I didnt stopped the process and I used your yaml as is at first (same error) and now I added api-key, but got the same error.

I just saw an update on ESP builder, I will update this and try again.

Also do you build using Home assistant addon ? on a Rasp pi ? im using Pi 4.
Can I remove tensorflow component ?

I also found this :

ah, ok. So you are running out of resources on the pi, probably memory. I’m using my mac for this and my HAss is a pc with 8GB memory so also no issues there.
Tensorflow is used with microwakeword which is the whole point of on-device wake word detection so you don’t want to remove that. Just use any computer you have. ESPhome works on Windows, Linux and Mac so pretty much everywhere. If you can’t do that, turn off all add-ons you have in HAss on the Pi and try again. If that won’t make it, you could even turn off homeassistant for the moment of compilation but if you don’t know what I’m talking about it’s probably better to stay off the Pi with compilation.

I confirm that it was a ressource problem.

I added:

esphome:
  compile_process_limit: 1

it took ages to build on pi4, but it built fine.

Thanks for your support !

I started this thread but moved on as far as voice assistants, just an FYI, in the last ESPHome update they got rid of ESP-ADF on the devices they support.

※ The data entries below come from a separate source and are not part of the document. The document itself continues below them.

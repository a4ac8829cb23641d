//! Optimistic concurrency expectation for catalog writes.

use serde::{Deserialize, Serialize};

use crate::error::{DomainError, DomainResult};

/// The version a caller last observed for an entity.
///
/// Updates and deletes commit only if the stored version still equals this
/// value (compare-and-swap). There is no "any version" variant; blind
/// last-write-wins is not supported.
#[derive(Debug, Copy, Clone, PartialEq, Eq, Serialize, Deserialize)]
#[serde(transparent)]
pub struct ExpectedVersion(u64);

impl ExpectedVersion {
    pub fn exact(version: u64) -> Self {
        Self(version)
    }

    pub fn value(self) -> u64 {
        self.0
    }

    pub fn matches(self, actual: u64) -> bool {
        self.0 == actual
    }

    pub fn check(self, actual: u64) -> DomainResult<()> {
        if self.matches(actual) {
            Ok(())
        } else {
            Err(DomainError::conflict(format!(
                "optimistic concurrency check failed (expected: {}, actual: {actual})",
                self.0
            )))
        }
    }
}

impl From<u64> for ExpectedVersion {
    fn from(value: u64) -> Self {
        Self(value)
    }
}
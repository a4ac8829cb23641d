//! Durable per-tenant queue of committed events awaiting delivery.

use std::collections::{BTreeMap, BTreeSet};
use std::sync::atomic::{AtomicBool, Ordering};
use std::sync::{Arc, Mutex};

use async_trait::async_trait;
use chrono::{DateTime, Utc};
use serde::{Deserialize, Serialize};
use sqlx::{PgPool, Row};
use thiserror::Error;
use tracing::instrument;
use uuid::Uuid;

use marketplace_core::TenantId;
use marketplace_events::DomainEvent;

#[derive(Debug, Clone, PartialEq, Eq, Error)]
pub enum OutboxError {
    #[error("outbox unavailable: {0}")]
    Unavailable(String),

    #[error("outbox backend error: {0}")]
    Backend(String),
}

#[derive(Debug, Clone, PartialEq, Serialize, Deserialize)]
pub struct OutboxEntry {
    /// Enqueue order; relay order within a tenant.
    pub seq: u64,
    pub tenant_id: TenantId,
    pub event: DomainEvent,
    pub enqueued_at: DateTime<Utc>,
}

/// Per-tenant FIFO of undelivered events. Every committed event passes
/// through it; delivery acks the entry.
///
/// Enqueue is idempotent on the event id: re-enqueueing an event that is
/// already pending is a no-op.
#[async_trait]
pub trait OutboxStore: Send + Sync {
    async fn enqueue(&self, event: &DomainEvent) -> Result<(), OutboxError>;

    async fn has_pending(&self, tenant_id: TenantId) -> Result<bool, OutboxError>;

    async fn pending_tenants(&self) -> Result<Vec<TenantId>, OutboxError>;

    /// Oldest `limit` entries of the tenant, in enqueue order.
    async fn peek(&self, tenant_id: TenantId, limit: usize) -> Result<Vec<OutboxEntry>, OutboxError>;

    async fn ack(&self, tenant_id: TenantId, seq: u64) -> Result<(), OutboxError>;

    async fn pending_count(&self) -> Result<usize, OutboxError>;
}

#[async_trait]
impl<O> OutboxStore for Arc<O>
where
    O: OutboxStore + ?Sized,
{
    async fn enqueue(&self, event: &DomainEvent) -> Result<(), OutboxError> {
        (**self).enqueue(event).await
    }

    async fn has_pending(&self, tenant_id: TenantId) -> Result<bool, OutboxError> {
        (**self).has_pending(tenant_id).await
    }

    async fn pending_tenants(&self) -> Result<Vec<TenantId>, OutboxError> {
        (**self).pending_tenants().await
    }

    async fn peek(&self, tenant_id: TenantId, limit: usize) -> Result<Vec<OutboxEntry>, OutboxError> {
        (**self).peek(tenant_id, limit).await
    }

    async fn ack(&self, tenant_id: TenantId, seq: u64) -> Result<(), OutboxError> {
        (**self).ack(tenant_id, seq).await
    }

    async fn pending_count(&self) -> Result<usize, OutboxError> {
        (**self).pending_count().await
    }
}

#[derive(Debug, Default)]
struct OutboxState {
    next_seq: u64,
    entries: BTreeMap<u64, OutboxEntry>,
}

#[derive(Debug, Default)]
pub struct InMemoryOutbox {
    state: Mutex<OutboxState>,
    unavailable: AtomicBool,
}

impl InMemoryOutbox {
    pub fn new() -> Self {
        Self::default()
    }

    pub fn set_unavailable(&self, unavailable: bool) {
        self.unavailable.store(unavailable, Ordering::SeqCst);
    }

    fn lock(&self) -> Result<std::sync::MutexGuard<'_, OutboxState>, OutboxError> {
        if self.unavailable.load(Ordering::SeqCst) {
            return Err(OutboxError::Unavailable("outbox unavailable".to_string()));
        }
        self.state
            .lock()
            .map_err(|_| OutboxError::Backend("lock poisoned".to_string()))
    }
}

#[async_trait]
impl OutboxStore for InMemoryOutbox {
    async fn enqueue(&self, event: &DomainEvent) -> Result<(), OutboxError> {
        let mut state = self.lock()?;
        if state.entries.values().any(|e| e.event.id == event.id) {
            return Ok(());
        }
        state.next_seq += 1;
        let seq = state.next_seq;
        state.entries.insert(
            seq,
            OutboxEntry {
                seq,
                tenant_id: event.tenant_id,
                event: event.clone(),
                enqueued_at: Utc::now(),
            },
        );
        Ok(())
    }

    async fn has_pending(&self, tenant_id: TenantId) -> Result<bool, OutboxError> {
        Ok(self.lock()?.entries.values().any(|e| e.tenant_id == tenant_id))
    }

    async fn pending_tenants(&self) -> Result<Vec<TenantId>, OutboxError> {
        let tenants: BTreeSet<TenantId> = self.lock()?.entries.values().map(|e| e.tenant_id).collect();
        Ok(tenants.into_iter().collect())
    }

    async fn peek(&self, tenant_id: TenantId, limit: usize) -> Result<Vec<OutboxEntry>, OutboxError> {
        Ok(self
            .lock()?
            .entries
            .values()
            .filter(|e| e.tenant_id == tenant_id)
            .take(limit)
            .cloned()
            .collect())
    }

    async fn ack(&self, tenant_id: TenantId, seq: u64) -> Result<(), OutboxError> {
        let mut state = self.lock()?;
        if state.entries.get(&seq).is_some_and(|e| e.tenant_id == tenant_id) {
            state.entries.remove(&seq);
        }
        Ok(())
    }

    async fn pending_count(&self) -> Result<usize, OutboxError> {
        Ok(self.lock()?.entries.len())
    }
}

/// Outbox rows in `catalog_outbox`, ordered by a `BIGSERIAL`.
#[derive(Debug, Clone)]
pub struct PostgresOutbox {
    pool: Arc<PgPool>,
}

impl PostgresOutbox {
    pub fn new(pool: PgPool) -> Self {
        Self {
            pool: Arc::new(pool),
        }
    }
}

fn map_sqlx_error(operation: &str, err: sqlx::Error) -> OutboxError {
    match err {
        sqlx::Error::PoolClosed | sqlx::Error::PoolTimedOut | sqlx::Error::Io(_) => {
            OutboxError::Unavailable(format!("{operation}: {err}"))
        }
        other => OutboxError::Backend(format!("{operation}: {other}")),
    }
}

/// Append `event` to `catalog_outbox` on any executor, so a store can stage
/// it inside the transaction that commits the change.
pub(crate) async fn insert_outbox_row<'e, E>(executor: E, event: &DomainEvent) -> Result<(), sqlx::Error>
where
    E: sqlx::Executor<'e, Database = sqlx::Postgres>,
{
    let json = serde_json::to_value(event).map_err(|e| sqlx::Error::Encode(Box::new(e)))?;
    sqlx::query(
        r#"
        INSERT INTO catalog_outbox (tenant_id, event_id, event)
        VALUES ($1, $2, $3)
        ON CONFLICT (tenant_id, event_id) DO NOTHING
        "#,
    )
    .bind(event.tenant_id.as_uuid())
    .bind(event.id)
    .bind(&json)
    .execute(executor)
    .await?;
    Ok(())
}

#[async_trait]
impl OutboxStore for PostgresOutbox {
    #[instrument(skip(self, event), fields(tenant_id = %event.tenant_id, event_id = %event.id), err)]
    async fn enqueue(&self, event: &DomainEvent) -> Result<(), OutboxError> {
        insert_outbox_row(&*self.pool, event)
            .await
            .map_err(|e| map_sqlx_error("outbox.enqueue", e))
    }

    async fn has_pending(&self, tenant_id: TenantId) -> Result<bool, OutboxError> {
        let row = sqlx::query("SELECT EXISTS (SELECT 1 FROM catalog_outbox WHERE tenant_id = $1) AS pending")
            .bind(tenant_id.as_uuid())
            .fetch_one(&*self.pool)
            .await
            .map_err(|e| map_sqlx_error("outbox.has_pending", e))?;
        row.try_get("pending")
            .map_err(|e| map_sqlx_error("outbox.has_pending", e))
    }

    async fn pending_tenants(&self) -> Result<Vec<TenantId>, OutboxError> {
        let rows = sqlx::query("SELECT DISTINCT tenant_id FROM catalog_outbox ORDER BY tenant_id")
            .fetch_all(&*self.pool)
            .await
            .map_err(|e| map_sqlx_error("outbox.pending_tenants", e))?;
        rows.iter()
            .map(|row| {
                row.try_get::<Uuid, _>("tenant_id")
                    .map(TenantId::from_uuid)
                    .map_err(|e| map_sqlx_error("outbox.pending_tenants", e))
            })
            .collect()
    }

    async fn peek(&self, tenant_id: TenantId, limit: usize) -> Result<Vec<OutboxEntry>, OutboxError> {
        let rows = sqlx::query(
            r#"
            SELECT seq, tenant_id, event, enqueued_at
            FROM catalog_outbox
            WHERE tenant_id = $1
            ORDER BY seq ASC
            LIMIT $2
            "#,
        )
        .bind(tenant_id.as_uuid())
        .bind(limit as i64)
        .fetch_all(&*self.pool)
        .await
        .map_err(|e| map_sqlx_error("outbox.peek", e))?;

        rows.iter()
            .map(|row| {
                let seq: i64 = row.try_get("seq").map_err(|e| map_sqlx_error("outbox.peek", e))?;
                let tenant: Uuid = row.try_get("tenant_id").map_err(|e| map_sqlx_error("outbox.peek", e))?;
                let event: serde_json::Value = row.try_get("event").map_err(|e| map_sqlx_error("outbox.peek", e))?;
                let enqueued_at: DateTime<Utc> = row
                    .try_get("enqueued_at")
                    .map_err(|e| map_sqlx_error("outbox.peek", e))?;
                let event: DomainEvent = serde_json::from_value(event)
                    .map_err(|e| OutboxError::Backend(format!("corrupt outbox entry {seq}: {e}")))?;
                Ok(OutboxEntry {
                    seq: seq as u64,
                    tenant_id: TenantId::from_uuid(tenant),
                    event,
                    enqueued_at,
                })
            })
            .collect()
    }

    async fn ack(&self, tenant_id: TenantId, seq: u64) -> Result<(), OutboxError> {
        sqlx::query("DELETE FROM catalog_outbox WHERE tenant_id = $1 AND seq = $2")
            .bind(tenant_id.as_uuid())
            .bind(seq as i64)
            .execute(&*self.pool)
            .await
            .map_err(|e| map_sqlx_error("outbox.ack", e))?;
        Ok(())
    }

    async fn pending_count(&self) -> Result<usize, OutboxError> {
        let row = sqlx::query("SELECT COUNT(*) AS total FROM catalog_outbox")
            .fetch_one(&*self.pool)
            .await
            .map_err(|e| map_sqlx_error("outbox.pending_count", e))?;
        let total: i64 = row
            .try_get("total")
            .map_err(|e| map_sqlx_error("outbox.pending_count", e))?;
        Ok(total as usize)
    }
}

The M5Stack Core has ES7210, dual microphone inputs so that code can be used now. Not sure about the DAC for audio output though. They also removed support for armv7 (pi3 and below) for ESPHome builder.

This release includes support for a number of new audio-related components/hardware. These are primarily aimed at supporting hardware found in Espressif’s S3-Box series of products, eliminating the need to use the ESP-ADF and thus offering better integration with ESPHome in general. If you’re using an S3-Box (or one of the variants), we strongly recommend updating your device either OTA or by using our Ready-Made Projects web installer. If you have “taken control” of or “adopted” your S3-Box, we strongly recommend updating your device’s local configuration based on our updated configuration files found here.